The 46-year-old Cole, who describes himself as "buttoned-down and anal," knows this territory well. With his impeccably trimmed goatee, his black leather jacket over a black T-shirt, he looks a bit like British actor Alan Rickman and, in fact, claims some theatrical bloodlines. His father Bill was an actor (and the model for Norman Bray); his grandmother was one of Canada's first TV talk show hosts.

He's been a full-time journalist for nearly a quarter of a century, including some early days writing radio ad spots, and a long run with the Globe and Mail's magazine division. After he quit the Globe in 2000 to write freelance and devote himself more to his fiction career, he helped make ends meet with a fortnightly satirical column for Canadian Business which managed to irritate countless of Canada's business leaders. Nowadays, he writes sporadically for Toronto Life and Report on Business magazine, picking assignments that seem likely to supply grist for his novels.

The Fearsome Particles may be the first novel to deal with the Canadian experience in Afghanistan. Cole had originally set that action in Bosnia, after spending two weeks there on a magazine assignment in 2003, but moved the setting to Afghanistan after that military theatre took centre stage for Canadian troops. His deft eye for the rather obscure details of real estate "stagers" is drawn from another assignment that saw him following around a Toronto woman who charges $50,000 a month for the service of filling vacant houses with her own antiques. "She was a rather supercilious woman," Cole confided, perhaps stating the obvious.

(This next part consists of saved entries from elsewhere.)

//! Hierarchy construction for the two sides of the chart.
//!
//! The progeny hierarchy grows down from the focus through `children`;
//! the ancestry hierarchy grows up through `[father, mother]`. Both carry
//! person ids as node data and cap their depth, which doubles as a
//! termination guard against malformed cyclic data.

use crate::config::ChartConfig;
use famchart_core::{Gender, PersonGraph};
use tidytree::Hierarchy;

pub(crate) fn progeny_hierarchy(
    graph: &PersonGraph,
    main_id: &str,
    cfg: &ChartConfig,
) -> Hierarchy<String> {
    let max_depth = side_depth(cfg, cfg.progeny_depth, graph);
    Hierarchy::build(main_id.to_string(), Some(max_depth), |id, _| {
        ordered_children(graph, id, cfg)
    })
}

pub(crate) fn ancestry_hierarchy(
    graph: &PersonGraph,
    main_id: &str,
    cfg: &ChartConfig,
) -> Hierarchy<String> {
    let max_depth = side_depth(cfg, cfg.ancestry_depth, graph);
    Hierarchy::build(main_id.to_string(), Some(max_depth), |id, _| {
        let Some(p) = graph.get(id) else {
            return Vec::new();
        };
        [&p.rels.father, &p.rels.mother]
            .into_iter()
            .flatten()
            .filter(|pid| {
                let known = graph.contains(pid);
                if !known {
                    tracing::warn!(target: "famchart", person = %id, missing = %pid, "skipping unresolved parent id");
                }
                known
            })
            .cloned()
            .collect()
    })
}

fn side_depth(cfg: &ChartConfig, side: Option<u32>, graph: &PersonGraph) -> usize {
    if cfg.one_level_rels {
        1
    } else {
        // The graph size caps recursion even if the data smuggles a cycle.
        side.map(|d| d as usize).unwrap_or(graph.len())
    }
}

/// A person's children in display order: user comparator first, then
/// in-flight drafts to the end, then grouped by the parent's spouse
/// sequence (earlier spouses first, mirrored for female parents so the
/// spouse row reads outward from the focus).
pub(crate) fn ordered_children(graph: &PersonGraph, pid: &str, cfg: &ChartConfig) -> Vec<String> {
    let Some(p) = graph.get(pid) else {
        return Vec::new();
    };
    let mut kids: Vec<String> = p
        .rels
        .children
        .iter()
        .filter(|cid| {
            let known = graph.contains(cid);
            if !known {
                tracing::warn!(target: "famchart", person = %pid, missing = %cid, "skipping unresolved child id");
            }
            known
        })
        .cloned()
        .collect();

    if let Some(cmp) = &cfg.sort_children {
        kids.sort_by(|a, b| match (graph.get(a), graph.get(b)) {
            (Some(pa), Some(pb)) => cmp(pa, pb),
            _ => std::cmp::Ordering::Equal,
        });
    }
    kids.sort_by_key(|cid| graph.get(cid).is_some_and(|c| c.new_rel_data.is_some()));

    let mut spouse_rank: Vec<&String> = p.rels.spouses.iter().collect();
    if p.gender() == Some(Gender::Female) {
        spouse_rank.reverse();
    }
    kids.sort_by_key(|cid| {
        other_parent_id(graph, cid, pid)
            .and_then(|other| spouse_rank.iter().position(|s| **s == other))
            .unwrap_or(usize::MAX)
    });
    kids
}

/// The parent of `child_id` that is not `parent_id`.
pub(crate) fn other_parent_id(
    graph: &PersonGraph,
    child_id: &str,
    parent_id: &str,
) -> Option<String> {
    let c = graph.get(child_id)?;
    [&c.rels.father, &c.rels.mother]
        .into_iter()
        .flatten()
        .find(|p| *p != parent_id)
        .cloned()
}
use famchart_core::{Gender, Person, PersonGraph};
use famchart_layout::{calculate_tree, ChartConfig};
use serde_json::Value;

fn person(id: &str, gender: Gender) -> Person {
    let mut p = Person::new(id);
    p.set_gender(Some(gender));
    p
}

fn private_person(id: &str, gender: Gender) -> Person {
    let mut p = person(id, gender);
    p.data.insert("private".into(), Value::Bool(true));
    p
}

fn cfg_with_privacy() -> ChartConfig {
    ChartConfig::default().with_private_cards_condition(Box::new(|p| {
        p.data
            .get("private")
            .and_then(Value::as_bool)
            .unwrap_or(false)
    }))
}

/// C's spouse D descends from the private E.
fn graph() -> PersonGraph {
    let mut a = person("A", Gender::Male);
    let mut b = person("B", Gender::Female);
    a.rels.spouses = vec!["B".into()];
    b.rels.spouses = vec!["A".into()];
    a.rels.children = vec!["C".into()];
    b.rels.children = vec!["C".into()];
    let mut c = person("C", Gender::Male);
    c.rels.father = Some("A".into());
    c.rels.mother = Some("B".into());
    c.rels.spouses = vec!["D".into()];
    let mut d = person("D", Gender::Female);
    d.rels.spouses = vec!["C".into()];
    d.rels.father = Some("E".into());
    let mut e = private_person("E", Gender::Male);
    e.rels.children = vec!["D".into()];
    PersonGraph::from_persons(vec![a, b, c, d, e])
}

#[test]
fn privacy_spreads_through_parents_and_spouses() {
    let mut g = graph();
    let layout = calculate_tree(&mut g, Some("C"), &cfg_with_privacy()).unwrap();

    // D inherits from her father E, C from his spouse D.
    assert!(layout.node("D").unwrap().is_private);
    assert!(layout.node("C").unwrap().is_private);
    // C's parents are upstream of the private line and stay public.
    assert!(!layout.node("A").unwrap().is_private);
    assert!(!layout.node("B").unwrap().is_private);
}

#[test]
fn no_predicate_means_nobody_is_private() {
    let mut g = graph();
    let layout = calculate_tree(&mut g, Some("C"), &ChartConfig::default()).unwrap();
    assert!(layout.nodes.iter().all(|n| !n.is_private));
}

#[test]
fn placeholders_never_turn_private() {
    // A private single father gets a placeholder spouse; the placeholder
    // stays public.
    let mut a = private_person("A", Gender::Male);
    a.rels.children = vec!["C".into()];
    let mut c = person("C", Gender::Female);
    c.rels.father = Some("A".into());
    let mut g = PersonGraph::from_persons(vec![a, c]);

    let cfg = cfg_with_privacy().with_single_parent_empty_card(true);
    let layout = calculate_tree(&mut g, Some("C"), &cfg).unwrap();

    let placeholder_id = g.get("C").unwrap().rels.mother.clone().unwrap();
    assert!(layout.node("C").unwrap().is_private);
    assert!(!layout.node(&placeholder_id).unwrap().is_private);
}
//! Placeholder-spouse augmentation.
//!
//! Downstream layout assumes every child has a father slot and a mother
//! slot filled so child edges can attach to the midpoint between two
//! parent cards. This pass materializes a single `to_add` spouse per
//! person and direction for every child missing the second parent, links
//! it on both sides, and back-fills the child's empty slot.
//!
//! Running the pass twice is a no-op: the first run leaves no child with
//! an empty parent slot whose other slot is set.

use crate::graph::PersonGraph;
use crate::model::{Gender, Person};

/// Extends the graph with `to_add` placeholder spouses. Placeholders are
/// later consumed by the edit operations when a real partner is added or
/// linked.
pub fn add_placeholder_spouses(graph: &mut PersonGraph) {
    for pid in graph.ids() {
        // A male single parent is missing a mother next to him, a female
        // one a father. Handle both directions independently so malformed
        // mixed-slot data still converges.
        complete_parent(graph, &pid, Gender::Female);
        complete_parent(graph, &pid, Gender::Male);
    }
}

/// Gives `pid`'s children a second parent of gender `missing` when their
/// other slot already points at `pid`.
fn complete_parent(graph: &mut PersonGraph, pid: &str, missing: Gender) {
    let Some(p) = graph.get(pid) else {
        return;
    };
    let orphans: Vec<String> = p
        .rels
        .children
        .iter()
        .filter(|cid| {
            graph.get(cid).is_some_and(|c| {
                c.rels.parent_slot(missing).is_none()
                    && c.rels.parent_slot(missing.opposite()).as_deref() == Some(pid)
            })
        })
        .cloned()
        .collect();
    if orphans.is_empty() {
        return;
    }

    let existing = p
        .rels
        .spouses
        .iter()
        .find(|sid| {
            graph
                .get(sid)
                .is_some_and(|s| s.to_add && s.gender() == Some(missing))
        })
        .cloned();
    let qid = match existing {
        Some(id) => id,
        None => {
            let id = graph.new_person_id();
            graph.insert(Person::placeholder(id.clone(), missing));
            if let Some(q) = graph.get_mut(&id) {
                q.rels.spouses.push(pid.to_string());
            }
            if let Some(p) = graph.get_mut(pid) {
                p.rels.spouses.push(id.clone());
            }
            id
        }
    };

    for cid in orphans {
        if let Some(c) = graph.get_mut(&cid) {
            *c.rels.parent_slot_mut(missing) = Some(qid.clone());
        }
        if let Some(q) = graph.get_mut(&qid) {
            if !q.rels.children.contains(&cid) {
                q.rels.children.push(cid);
            }
        }
    }
}
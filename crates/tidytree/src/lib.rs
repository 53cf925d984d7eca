#![forbid(unsafe_code)]

//! Tidy tree layout.
//!
//! A contour-scanning implementation of the Reingold-Tilford "tidy"
//! drawing algorithm, exposed in the shape popularized by d3-hierarchy's
//! `tree()`: build a hierarchy from a root datum and a children accessor,
//! then run a layout configured with a node size and a pairwise
//! separation function.
//!
//! Coordinates are assigned so that the root sits at `(0, 0)`, siblings are
//! spread along x with a gap of `separation(a, b) * node_size.0`, and each
//! depth level advances y by `node_size.1`.

pub mod hierarchy;
pub mod layout;

pub use hierarchy::{Hierarchy, Node};
pub use layout::TreeLayout;
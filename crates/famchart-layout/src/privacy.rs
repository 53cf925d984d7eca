//! Privacy marking.
//!
//! Privacy is contagious along parent and spouse links: a person is
//! private when the configured predicate matches them, one of their
//! parents, or one of their spouses, transitively. Computed as a fixpoint
//! from the matching seeds so spouse cycles terminate. Placeholders never
//! participate.

use crate::config::ChartConfig;
use crate::engine::TNode;
use famchart_core::PersonGraph;
use rustc_hash::FxHashSet;
use std::collections::VecDeque;

pub(crate) fn mark_private(graph: &PersonGraph, nodes: &mut [TNode], cfg: &ChartConfig) {
    let Some(condition) = &cfg.private_cards_condition else {
        return;
    };

    let mut private: FxHashSet<String> = FxHashSet::default();
    let mut queue: VecDeque<String> = VecDeque::new();
    for p in graph.iter() {
        if p.is_real() && condition(p) {
            private.insert(p.id.clone());
            queue.push_back(p.id.clone());
        }
    }

    // Privacy flows downward to children and across to spouses.
    while let Some(src) = queue.pop_front() {
        for p in graph.iter() {
            if !p.is_real() || private.contains(&p.id) {
                continue;
            }
            let inherits = p.rels.father.as_deref() == Some(src.as_str())
                || p.rels.mother.as_deref() == Some(src.as_str())
                || p.rels.spouses.iter().any(|s| *s == src);
            if inherits {
                private.insert(p.id.clone());
                queue.push_back(p.id.clone());
            }
        }
    }

    for n in nodes.iter_mut() {
        n.is_private = private.contains(&n.person_id);
    }
}
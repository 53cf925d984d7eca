//! Layout output model.
//!
//! One [`LayoutNode`] per visible appearance of a person. Nodes reference
//! each other by `tid`, the layout-unique id (`person.id`, or
//! `person.id--xN` for the N-th duplicate appearance), so the output is a
//! plain serializable value with no interior pointers.

use serde::{Deserialize, Serialize};

#[derive(Debug, Clone, PartialEq, Serialize, Deserialize)]
pub struct LayoutNode {
    /// Layout-unique id; distinguishes duplicate appearances of a person.
    pub tid: String,
    /// The person this appearance shows.
    pub id: String,

    pub x: f64,
    pub y: f64,

    /// Enter coordinates for animation: where this card flies in from.
    /// Set by [`crate::transitions::apply_transitions`], not the engine.
    #[serde(rename = "_x", default, skip_serializing_if = "Option::is_none")]
    pub enter_x: Option<f64>,
    #[serde(rename = "_y", default, skip_serializing_if = "Option::is_none")]
    pub enter_y: Option<f64>,

    /// Generation distance from the focus; negative above it.
    pub depth: i32,

    pub is_ancestry: bool,
    #[serde(default, skip_serializing_if = "is_false")]
    pub sibling: bool,
    /// Spouse card injected beside its partner rather than positioned by
    /// the tree walk.
    #[serde(default, skip_serializing_if = "is_false")]
    pub added: bool,
    #[serde(default, skip_serializing_if = "is_false")]
    pub main: bool,

    /// For an `added` card: the tid of the partner it stands beside.
    #[serde(default, skip_serializing_if = "Option::is_none")]
    pub spouse: Option<String>,

    #[serde(default, skip_serializing_if = "Vec::is_empty")]
    pub parents: Vec<String>,
    #[serde(default, skip_serializing_if = "Vec::is_empty")]
    pub children: Vec<String>,
    #[serde(default, skip_serializing_if = "Vec::is_empty")]
    pub spouses: Vec<String>,

    /// Edge endpoints: where this node's incoming edge starts.
    #[serde(default, skip_serializing_if = "Vec::is_empty")]
    pub from: Vec<String>,
    /// Downward edges registered back onto this node by its children.
    #[serde(default, skip_serializing_if = "Vec::is_empty")]
    pub to: Vec<String>,
    /// Upward edges from the focus to its parent cards.
    #[serde(default, skip_serializing_if = "Vec::is_empty")]
    pub to_ancestry: Vec<String>,
    #[serde(default, skip_serializing_if = "Option::is_none")]
    pub from_spouse: Option<String>,

    /// Child-attach point of a spouse card: the midpoint between the
    /// partners for the first spouse, the card itself otherwise.
    #[serde(default, skip_serializing_if = "Option::is_none")]
    pub sx: Option<f64>,
    #[serde(default, skip_serializing_if = "Option::is_none")]
    pub sy: Option<f64>,

    /// Parent-side attach point: where this card's edge to its parents
    /// connects.
    #[serde(default, skip_serializing_if = "Option::is_none")]
    pub psx: Option<f64>,
    #[serde(default, skip_serializing_if = "Option::is_none")]
    pub psy: Option<f64>,

    /// Number of appearances of this person, when more than one.
    #[serde(default, skip_serializing_if = "Option::is_none")]
    pub duplicate: Option<usize>,

    /// Signed toggle timestamp of a duplicate-branch appearance.
    #[serde(rename = "_toggle", default, skip_serializing_if = "Option::is_none")]
    pub toggle: Option<i64>,
    /// Shared id correlating the appearances of one duplicate group.
    #[serde(rename = "_toggle_id", default, skip_serializing_if = "Option::is_none")]
    pub toggle_id: Option<String>,

    /// True iff every id in the person's relations appears in the layout;
    /// renderers show an expand affordance when false.
    pub all_rels_displayed: bool,

    #[serde(default, skip_serializing_if = "is_false")]
    pub is_private: bool,
}

fn is_false(b: &bool) -> bool {
    !*b
}

#[derive(Debug, Clone, Copy, PartialEq, Serialize, Deserialize)]
pub struct LayoutDim {
    pub width: f64,
    pub height: f64,
    /// Offsets that translate layout coordinates into a top-left-origin
    /// canvas.
    pub x_off: f64,
    pub y_off: f64,
}

#[derive(Debug, Clone, PartialEq, Serialize, Deserialize)]
pub struct Layout {
    pub nodes: Vec<LayoutNode>,
    pub dim: LayoutDim,
    pub main_id: String,
    pub is_horizontal: bool,
}

impl Layout {
    pub fn node(&self, tid: &str) -> Option<&LayoutNode> {
        self.nodes.iter().find(|n| n.tid == tid)
    }

    pub fn main_node(&self) -> Option<&LayoutNode> {
        self.nodes.iter().find(|n| n.main)
    }
}
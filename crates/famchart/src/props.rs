//! The opaque props bag forwarded to the update subscriber.
//!
//! The store does not interpret these beyond passing them through; they
//! carry renderer concerns (initial draw, camera position, transition
//! timing) plus whatever extra keys the wrapper wants downstream.

use serde::{Deserialize, Serialize};
use serde_json::{Map, Value};

#[derive(Debug, Clone, Default, PartialEq, Serialize, Deserialize)]
pub struct UpdateProps {
    #[serde(default)]
    pub initial: bool,
    #[serde(default, skip_serializing_if = "Option::is_none")]
    pub tree_position: Option<String>,
    #[serde(default, skip_serializing_if = "Option::is_none")]
    pub transition_time: Option<u64>,
    #[serde(flatten)]
    pub extra: Map<String, Value>,
}

impl UpdateProps {
    pub fn initial() -> Self {
        Self {
            initial: true,
            ..Self::default()
        }
    }
}
#![forbid(unsafe_code)]

//! Family-tree person graph (headless).
//!
//! The semantic core underneath the chart: person records linked by
//! father/mother/spouse/children references, the placeholder augmentation
//! that gives every child two parents, and the edit operations (add
//! relative, link existing, delete, hide/show branches) that mutate the
//! graph while preserving its invariants:
//!
//! - relations are reciprocal (a child's `father` is a person whose
//!   `children` contains the child, spouses list each other)
//! - a person referenced as `father` is male, as `mother` female
//! - no relation slot holds an id that does not resolve
//! - nobody is their own ancestor
//! - deleting a person that holds the graph together demotes them to an
//!   `unknown` blank card instead of removing them

pub mod augment;
pub mod edit;
pub mod error;
pub mod graph;
pub mod model;
pub mod refattrs;
pub mod time;

pub use error::{Error, Result};
pub use graph::PersonGraph;
pub use model::{Gender, NewRelData, Person, RelType, Rels};
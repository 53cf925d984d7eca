//! Spouse placement and parent attach points.
//!
//! Spouses are not part of the tidy-tree walk; they are injected beside
//! their partner afterwards, walking the arena in reverse so deeper
//! generations settle before the couples above them. The partner shifts
//! sideways to make room (left for men, spouses fanning out to the right;
//! mirrored for women), and ancestor couples are pulled to exactly one
//! separation around their midpoint.

use crate::config::ChartConfig;
use crate::engine::TNode;
use famchart_core::{Gender, PersonGraph};
use std::cmp::Ordering;

pub(crate) fn place_spouses(
    graph: &PersonGraph,
    nodes: &mut Vec<TNode>,
    cfg: &ChartConfig,
    nsep: f64,
) {
    let initial = nodes.len();
    for i in (0..initial).rev() {
        tighten_parent_couple(nodes, i, nsep);

        if nodes[i].is_ancestry {
            continue;
        }
        let Some(person) = graph.get(&nodes[i].person_id) else {
            continue;
        };
        let mut spouse_ids: Vec<String> = person
            .rels
            .spouses
            .iter()
            .filter(|s| graph.contains(s))
            .cloned()
            .collect();
        if spouse_ids.is_empty() {
            continue;
        }
        if let Some(cmp) = &cfg.sort_spouses {
            spouse_ids.sort_by(|a, b| match (graph.get(a), graph.get(b)) {
                (Some(pa), Some(pb)) => cmp(pa, pb),
                _ => Ordering::Equal,
            });
        }

        let side = if person.gender() == Some(Gender::Male) {
            -1.0
        } else {
            1.0
        };
        let count = spouse_ids.len() as f64;
        nodes[i].x += count / 2.0 * nsep * side;
        for (j, sid) in spouse_ids.into_iter().enumerate() {
            let mut sp = TNode::new(sid, nodes[i].depth, false);
            sp.added = true;
            sp.spouse_of = Some(i);
            sp.x = nodes[i].x - nsep * (j as f64 + 1.0) * side;
            sp.y = nodes[i].y;
            // The first spouse owns the midpoint between the partners;
            // further spouses attach children directly under themselves.
            sp.sx = Some(if j == 0 { sp.x + nsep / 2.0 * side } else { sp.x });
            sp.sy = Some(sp.y);
            let idx = nodes.len();
            nodes.push(sp);
            nodes[i].spouses.push(idx);
        }
    }
}

/// An ancestor pair spreads during the tidy walk when one side carries a
/// wide subtree; pull the two cards back to one separation around their
/// midpoint and link them as spouses.
fn tighten_parent_couple(nodes: &mut [TNode], i: usize, nsep: f64) {
    if nodes[i].parents.len() != 2 {
        return;
    }
    let p1 = nodes[i].parents[0];
    let p2 = nodes[i].parents[1];
    let mid = (nodes[p1].x + nodes[p2].x) / 2.0;
    let (left, right) = if nodes[p1].x <= nodes[p2].x {
        (p1, p2)
    } else {
        (p2, p1)
    };
    nodes[left].x = mid - nsep / 2.0;
    nodes[right].x = mid + nsep / 2.0;
    if !nodes[p1].spouses.contains(&p2) {
        nodes[p1].spouses.push(p2);
    }
    if !nodes[p2].spouses.contains(&p1) {
        nodes[p2].spouses.push(p1);
    }
}

/// Finds, for every laid-out descendant, the card its upward edge should
/// attach to: among the layout parent and its spouse cards, the one that
/// is a biological parent, preferring the injected spouse card when both
/// parents are present so edges meet the midpoint between the couple.
pub(crate) fn compute_parent_attach(graph: &PersonGraph, nodes: &mut [TNode]) {
    for i in 0..nodes.len() {
        if nodes[i].main || nodes[i].is_ancestry || nodes[i].added || nodes[i].sibling {
            continue;
        }
        let Some(p1) = nodes[i].tree_parent else {
            continue;
        };
        let Some(person) = graph.get(&nodes[i].person_id) else {
            continue;
        };
        let bio: Vec<&str> = [&person.rels.father, &person.rels.mother]
            .into_iter()
            .flatten()
            .map(String::as_str)
            .collect();

        let mut candidates: Vec<usize> = vec![p1];
        candidates.extend(nodes[p1].spouses.iter().copied());
        let matching: Vec<usize> = candidates
            .into_iter()
            .filter(|&c| bio.contains(&nodes[c].person_id.as_str()))
            .collect();
        let chosen = matching
            .iter()
            .copied()
            .find(|&c| nodes[c].added)
            .or_else(|| matching.first().copied())
            .unwrap_or(p1);

        nodes[i].psx = Some(nodes[chosen].sx.unwrap_or(nodes[chosen].x));
        nodes[i].psy = Some(nodes[chosen].sy.unwrap_or(nodes[chosen].y));
    }
}
fn wire_parent(
    graph: &mut PersonGraph,
    parent_id: &str,
    target_id: &str,
    rel_type: RelType,
) -> Result<()> {
    let slot_gender = match rel_type {
        RelType::Father => Gender::Male,
        _ => Gender::Female,
    };
    let slot_name = match slot_gender {
        Gender::Male => "father",
        Gender::Female => "mother",
    };

    let occupant = graph
        .get(target_id)
        .and_then(|t| t.rels.parent_slot(slot_gender).clone());
    if let Some(occupant) = occupant {
        if occupant == parent_id {
            return Ok(());
        }
        if graph.get(&occupant).is_some_and(|p| p.to_add) {
            remove_all_references(graph, &occupant);
            graph.remove(&occupant);
        } else {
            return Err(Error::SlotOccupied {
                target: target_id.to_string(),
                slot: slot_name,
            });
        }
    }

    if let Some(p) = graph.get_mut(parent_id) {
        if p.gender().is_none() {
            p.set_gender(Some(slot_gender));
        }
    }
    set_parent(graph, target_id, parent_id, slot_gender)?;

    // An existing other-gender parent becomes the new parent's spouse.
    let other = graph
        .get(target_id)
        .and_then(|t| t.rels.parent_slot(slot_gender.opposite()).clone());
    if let Some(other) = other {
        if other != parent_id {
            link_spouses(graph, parent_id, &other);
        }
    }
    Ok(())
}

fn wire_spouse(graph: &mut PersonGraph, spouse_id: &str, target_id: &str) -> Result<()> {
    if spouse_id == target_id {
        return Err(Error::InvalidRelation {
            message: "cannot marry a person to themselves".to_string(),
        });
    }

    // A placeholder of the same gender is consumed: the real spouse takes
    // over its children, then the placeholder goes away.
    let new_gender = graph.get(spouse_id).and_then(Person::gender);
    let placeholder = graph.get(target_id).and_then(|t| {
        t.rels
            .spouses
            .iter()
            .find(|sid| {
                graph.get(sid).is_some_and(|s| {
                    s.to_add && (new_gender.is_none() || s.gender() == new_gender)
                })
            })
            .cloned()
    });
    if let Some(pid) = placeholder {
        let slot_gender = graph
            .get(&pid)
            .and_then(Person::gender)
            .unwrap_or(Gender::Female);
        let kids: Vec<String> = graph
            .get(&pid)
            .map(|p| p.rels.children.clone())
            .unwrap_or_default();
        for cid in kids {
            set_parent(graph, &cid, spouse_id, slot_gender)?;
        }
        remove_all_references(graph, &pid);
        graph.remove(&pid);
    }

    link_spouses(graph, target_id, spouse_id);
    Ok(())
}
//! Edge endpoints.
//!
//! Each card records where its connections start and end, by arena index
//! (tids at emission): the focus sends upward edges to its parent cards,
//! ancestors chain upward through `from`/`to`, descendants draw from
//! their layout parent and the matching spouse card (registering the
//! back-pointer on both), spouse cards hang off their partner, siblings
//! draw from the focus's parents.

use crate::engine::TNode;
use crate::error::{Error, Result};
use crate::hierarchy;
use famchart_core::PersonGraph;

pub(crate) fn assign_edges(graph: &PersonGraph, nodes: &mut [TNode]) -> Result<()> {
    for i in 0..nodes.len() {
        if nodes[i].main {
            nodes[i].to_ancestry = nodes[i].parents.clone();
            continue;
        }
        if nodes[i].added {
            nodes[i].from_spouse = nodes[i].spouse_of;
            continue;
        }
        if nodes[i].is_ancestry {
            let Some(parent) = nodes[i].tree_parent else {
                return Err(Error::Inconsistent {
                    message: format!("ancestor card {} has no tree parent", nodes[i].person_id),
                });
            };
            nodes[i].from = vec![parent];
            nodes[i].to = nodes[i].parents.clone();
            continue;
        }
        if nodes[i].sibling {
            nodes[i].from = nodes[i].parents.clone();
            continue;
        }

        let Some(p1) = nodes[i].tree_parent else {
            return Err(Error::Inconsistent {
                message: format!("descendant card {} has no tree parent", nodes[i].person_id),
            });
        };
        let other = hierarchy::other_parent_id(graph, &nodes[i].person_id, &nodes[p1].person_id);
        let p2 = other.and_then(|o| {
            nodes[p1]
                .spouses
                .iter()
                .copied()
                .find(|&s| nodes[s].person_id == o)
        });
        let mut from = vec![p1];
        from.extend(p2);
        for &f in &from {
            nodes[f].to.push(i);
        }
        nodes[i].from = from;
    }
    Ok(())
}
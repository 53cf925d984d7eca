//! Persistence boundary.
//!
//! The core never performs I/O; a wrapper application that wants saved
//! charts implements this trait. The methods are runtime-agnostic async:
//! they return boxed futures and prescribe no executor. The chart core is
//! single-threaded, so the futures are local (no `Send` bound), which
//! keeps wasm and interior-mutability backends trivial; tests typically
//! drive them with `futures::executor::block_on`.

use famchart_core::Person;
use futures::future::LocalBoxFuture;

#[derive(Debug, thiserror::Error)]
#[error("storage backend error: {message}")]
pub struct StorageError {
    pub message: String,
}

impl StorageError {
    pub fn new(message: impl Into<String>) -> Self {
        Self {
            message: message.into(),
        }
    }
}

pub trait PersonStorage {
    /// Upserts one person record.
    fn save_person<'a>(
        &'a self,
        person: &'a Person,
    ) -> LocalBoxFuture<'a, Result<(), StorageError>>;

    /// Removes one person record.
    fn delete_person<'a>(&'a self, id: &'a str) -> LocalBoxFuture<'a, Result<(), StorageError>>;
}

Cole also comes by the terrors of fading parental control honestly, as he's raising a 13-year-old daughter with his wife, Krista Foss, back in Hamilton.

After two acclaimed books -- Norman Bray was also a finalist for the prestigious IMPAC Dublin award -- Cole isn't certain where he'll go with his third novel.

"I'm fascinated by what I call the earnest man as a central figure, believing in something in the face of tall odds," he said. "I think there's something inherently tragic about somebody trying to hold onto a belief -- tragic and noble."